ARIAS RJ; DE BLAS GA; MAYORGA LS; SOSA CM

BUENOS AIRES

Congreso; Sociedad Argentina de Investigación Bioquímica y Biología Molecular; 2017

Calcium signaling is a key regulatory mechanism in sperm functions such as capacitation, motility, hyperactivation and acrosome reaction. Progesterone (Pg) produced by the oocyte cumulus has been associated with several processes of sperm physiology, since it directly activates plasma membrane Ca2+ channels. Pg open the channels triggering a rapid increase in intracellular calcium coming from the extracellular medium. It?s been described that some sperm organelles can operate as Ca2+ stores with functional importance in sperm function, like the acrosome vesicle, redundant nuclear envelope and mitochondria located in sperm?s middle piece.

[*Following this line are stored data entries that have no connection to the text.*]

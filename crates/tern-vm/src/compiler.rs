use tern_core::symbol::index_of;
use tern_core::{intern, resolve, Instruction, Op, TernError, Value};
use tracing::debug;

use crate::emit::Emitter;

/// Maximum nesting depth the compiler will recurse into.
/// Deeper forms are rejected instead of overflowing the native stack.
pub const MAX_COMPILE_DEPTH: usize = 512;

/// Compile one form into a complete program terminated by `END_CODE`.
pub fn compile(expr: &Value) -> Result<Vec<Instruction>, TernError> {
    let (mut code, _) = compile_at(expr, 0)?;
    code.push(Instruction::new(Op::EndCode));
    debug!(instructions = code.len(), "compiled program");
    Ok(code)
}

/// Compile one form whose first instruction will sit at `start` in the
/// enclosing program. Returns the instructions and their count.
pub fn compile_at(expr: &Value, start: usize) -> Result<(Vec<Instruction>, usize), TernError> {
    let mut compiler = Compiler::new(start);
    compiler.compile_expr(expr)?;
    let code = compiler.emit.into_instructions();
    let len = code.len();
    Ok((code, len))
}

/// Compile several top-level forms into one program. Intermediate values
/// are discarded; the last one is the program's result.
pub fn compile_many(exprs: &[Value]) -> Result<Vec<Instruction>, TernError> {
    let mut compiler = Compiler::new(0);
    for (i, expr) in exprs.iter().enumerate() {
        compiler.compile_expr(expr)?;
        if i < exprs.len() - 1 {
            compiler.emit.emit_op(Op::Pop);
        }
    }
    if exprs.is_empty() {
        compiler.emit.emit_op(Op::PushNil);
    }
    compiler.emit.emit_op(Op::EndCode);
    let code = compiler.emit.into_instructions();
    debug!(forms = exprs.len(), instructions = code.len(), "compiled program");
    Ok(code)
}

/// The opcode a native operator name compiles to.
pub fn native_op(name: &str) -> Option<Op> {
    let op = match name {
        "+" => Op::PlusNum,
        "-" => Op::MinusNum,
        "*" => Op::MultiplyNum,
        "/" => Op::DivideNum,
        "%" => Op::ModuloNum,
        "=" => Op::EqualNum,
        "!=" => Op::NotEqualNum,
        ">" => Op::GreaterThanNum,
        ">=" => Op::GreaterThanOrEqualNum,
        "<" => Op::LessThanNum,
        "<=" => Op::LessThanOrEqualNum,
        "print" => Op::Print,
        "println" => Op::Println,
        "car" => Op::Car,
        "cdr" => Op::Cdr,
        "random-id" => Op::RandomId,
        "array" => Op::NewArray,
        "array-get" => Op::ArrayGet,
        "array-set" => Op::ArraySet,
        "array-len" => Op::ArrayLength,
        "array-push" => Op::ArrayPush,
        "hashmap" => Op::NewMap,
        "hashmap-get" => Op::MapGet,
        "hashmap-set" => Op::MapSet,
        "hashmap-len" => Op::MapLength,
        "hashmap-keys" => Op::MapKeys,
        "hashmap-delete" => Op::MapDelete,
        "call/cc" => Op::CallCc,
        _ => return None,
    };
    Some(op)
}

struct Compiler {
    emit: Emitter,
    depth: usize,
}

impl Compiler {
    fn new(start: usize) -> Self {
        Compiler {
            emit: Emitter::at(start),
            depth: 0,
        }
    }

    fn compile_expr(&mut self, expr: &Value) -> Result<(), TernError> {
        self.depth += 1;
        if self.depth > MAX_COMPILE_DEPTH {
            self.depth -= 1;
            return Err(TernError::compile("maximum compilation depth exceeded"));
        }
        let result = self.compile_expr_inner(expr);
        self.depth -= 1;
        result
    }

    fn compile_expr_inner(&mut self, expr: &Value) -> Result<(), TernError> {
        match expr {
            Value::Nil => self.emit.emit_op(Op::PushNil),
            Value::Bool(true) => self.emit.emit_op(Op::PushTrue),
            Value::Bool(false) => self.emit.emit_op(Op::PushFalse),
            Value::Number(n) => self.emit.emit(Instruction::push_num(*n)),
            Value::String(s) => self.emit.emit_with(Op::PushStr, index_of(*s)),
            Value::Symbol(s) => {
                self.emit.emit_with(Op::PushSym, index_of(*s));
                self.emit.emit_op(Op::Load);
            }
            // `()` evaluates to itself.
            Value::Cons(cell) if cell.is_empty() => self.compile_quote(expr),
            Value::Cons(_) => return self.compile_form(expr),
            other => {
                return Err(TernError::compile(format!(
                    "cannot compile a {} literal",
                    other.type_name()
                )))
            }
        }
        Ok(())
    }

    fn compile_form(&mut self, expr: &Value) -> Result<(), TernError> {
        let items = expr
            .list_items()
            .ok_or_else(|| TernError::compile(format!("improper application: {expr}")))?;
        let (head, args) = items
            .split_first()
            .ok_or_else(|| TernError::compile("empty application"))?;

        if let Some(spur) = head.as_symbol_spur() {
            let name = resolve(spur);
            match name {
                "quote" => return self.compile_quote_form(args),
                "define" => return self.compile_binding(Op::Define, "define", args),
                "set" => return self.compile_binding(Op::Set, "set", args),
                "begin" => return self.compile_begin(args),
                "cond" => return self.compile_cond(args),
                "and" => return self.compile_logic(Op::And, "and", args),
                "or" => return self.compile_logic(Op::Or, "or", args),
                "lambda" => return self.compile_lambda(args),
                "loop" => return self.compile_loop(args),
                _ => {}
            }
            if let Some(op) = native_op(name) {
                return self.compile_native(op, name, args);
            }
        }

        for arg in args {
            self.compile_expr(arg)?;
        }
        self.compile_expr(head)?;
        self.emit.emit_with(Op::Call, args.len() as u64);
        Ok(())
    }

    // --- Special forms ---

    fn compile_quote_form(&mut self, args: &[Value]) -> Result<(), TernError> {
        let [quoted] = args else {
            return Err(TernError::compile(format!(
                "quote expects 1 argument, got {}",
                args.len()
            )));
        };
        self.compile_quote(quoted);
        Ok(())
    }

    fn compile_quote(&mut self, quoted: &Value) {
        let text = intern(&quoted.to_string());
        self.emit.emit_with(Op::PushSexp, index_of(text));
    }

    fn compile_binding(&mut self, op: Op, form: &str, args: &[Value]) -> Result<(), TernError> {
        let [target, val] = args else {
            return Err(TernError::compile(format!(
                "{form} expects 2 arguments, got {}",
                args.len()
            )));
        };
        let spur = target.as_symbol_spur().ok_or_else(|| {
            TernError::compile(format!("{form} target must be a symbol, got {target}"))
        })?;
        self.compile_expr(val)?;
        self.emit.emit_with(op, index_of(spur));
        Ok(())
    }

    fn compile_begin(&mut self, exprs: &[Value]) -> Result<(), TernError> {
        if exprs.is_empty() {
            return Err(TernError::compile("begin expects at least 1 expression"));
        }
        for (i, expr) in exprs.iter().enumerate() {
            self.compile_expr(expr)?;
            if i < exprs.len() - 1 {
                self.emit.emit_op(Op::Pop);
            }
        }
        Ok(())
    }

    fn compile_cond(&mut self, clauses: &[Value]) -> Result<(), TernError> {
        if clauses.is_empty() {
            return Err(TernError::compile("cond expects at least 1 clause"));
        }
        let mut end_jumps = Vec::with_capacity(clauses.len());
        for clause in clauses {
            let parts = clause.list_items().unwrap_or_default();
            let [test, body] = parts.as_slice() else {
                return Err(TernError::compile(format!(
                    "cond clause must be (condition body), got {clause}"
                )));
            };
            self.compile_expr(test)?;
            let next_clause = self.emit.emit_placeholder(Op::JmpElse);
            self.compile_expr(body)?;
            end_jumps.push(self.emit.emit_placeholder(Op::Jmp));
            self.emit.patch_jump(next_clause);
        }
        // No clause matched.
        self.emit.emit_op(Op::PushNil);
        for slot in end_jumps {
            self.emit.patch_jump(slot);
        }
        Ok(())
    }

    fn compile_logic(&mut self, op: Op, form: &str, args: &[Value]) -> Result<(), TernError> {
        if args.is_empty() {
            return Err(TernError::compile(format!(
                "{form} expects at least 1 argument"
            )));
        }
        for arg in args {
            self.compile_expr(arg)?;
        }
        self.emit.emit_with(op, args.len() as u64);
        Ok(())
    }

    fn compile_lambda(&mut self, args: &[Value]) -> Result<(), TernError> {
        let [params, body] = args else {
            return Err(TernError::compile(format!(
                "lambda expects a parameter list and 1 body expression, got {} arguments",
                args.len()
            )));
        };
        let params = params.list_items().ok_or_else(|| {
            TernError::compile(format!("lambda parameters must be a list, got {params}"))
        })?;

        self.emit.emit_op(Op::NewEnv);
        for param in &params {
            let spur = param.as_symbol_spur().ok_or_else(|| {
                TernError::compile(format!("lambda parameter must be a symbol, got {param}"))
            })?;
            self.emit.emit_with(Op::DefineArgs, index_of(spur));
        }
        let header = self.emit.emit_placeholder(Op::CreateClosure);

        // Body jump targets are local to the closure's own code block.
        let mut block = self.compile_detached(body, 0)?;
        block.push(Instruction::new(Op::Return));
        let body_len = block.len() as u64;
        self.emit.append(block);
        self.emit.patch(
            header,
            Instruction::with_operands(Op::CreateClosure, params.len() as u64, body_len),
        );
        Ok(())
    }

    fn compile_loop(&mut self, args: &[Value]) -> Result<(), TernError> {
        let [test, body] = args else {
            return Err(TernError::compile(format!(
                "loop expects a condition and a body, got {} arguments",
                args.len()
            )));
        };
        let start = self.emit.current_index();
        self.compile_expr(test)?;
        let exit = self.emit.emit_placeholder(Op::JmpElse);
        self.compile_expr(body)?;
        self.emit.emit_op(Op::Pop);
        self.emit.emit_with(Op::Jmp, start as u64);
        self.emit.patch_jump(exit);
        self.emit.emit_op(Op::PushNil);
        Ok(())
    }

    // --- Natives ---

    fn compile_native(&mut self, op: Op, name: &str, args: &[Value]) -> Result<(), TernError> {
        if op.operand_count() == 0 {
            let expected = match op {
                Op::Car | Op::Cdr => 1,
                _ => 0,
            };
            if args.len() != expected {
                return Err(TernError::compile(format!(
                    "{name} expects {expected} arguments, got {}",
                    args.len()
                )));
            }
        }
        for arg in args {
            self.compile_expr(arg)?;
        }
        if op.operand_count() == 0 {
            self.emit.emit_op(op);
        } else {
            self.emit.emit_with(op, args.len() as u64);
        }
        Ok(())
    }

    /// Compile into a fresh block that starts at `start`, sharing the depth budget.
    fn compile_detached(
        &mut self,
        expr: &Value,
        start: usize,
    ) -> Result<Vec<Instruction>, TernError> {
        let outer = std::mem::replace(&mut self.emit, Emitter::at(start));
        let result = self.compile_expr(expr);
        let inner = std::mem::replace(&mut self.emit, outer);
        result?;
        Ok(inner.into_instructions())
    }
}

Our group in previous work have observed that Pg induces an intracellular calcium increase in media with different [Ca2+], yet is unclear if this calcium increase is due to calcium release from intracellular stores or other source. The aim of this study was to study the action of Pg on intracellular Ca2+ increase of human sperm incubated in media with different Ca2+ concentrations, also we analized how this increase is modified or altered by the presence or absence of different intracellular calcium modulators and mitochondrial inhibitors in order to elucidate which intracellular Ca2+ store is being activated by Pg. To meet this goal we perform dynamic tests on individual cells in real time and population using a spectrofluorometer. Capacitated human sperm were loaded with different fluorescent calcium probes -Fluo3-AM and Fura2-AM-, then incubated in medium containing different [Ca2+] and treated with progesterone in absence or presence of intracellular calcium modulators and mitochondrial modulators. We observed that media with different [Ca2+] generated increases of intracellular Ca2+ with differing kinetics and patterns in response to Pg. We also noticed that mitochondrial inhibitors and calcium modulators altered the Ca2+ patterns and kinetics previously observed. These results suggest that Pg can activate the exit of Ca2+ from intracellular stores in conditions of low extracellular [Ca2+].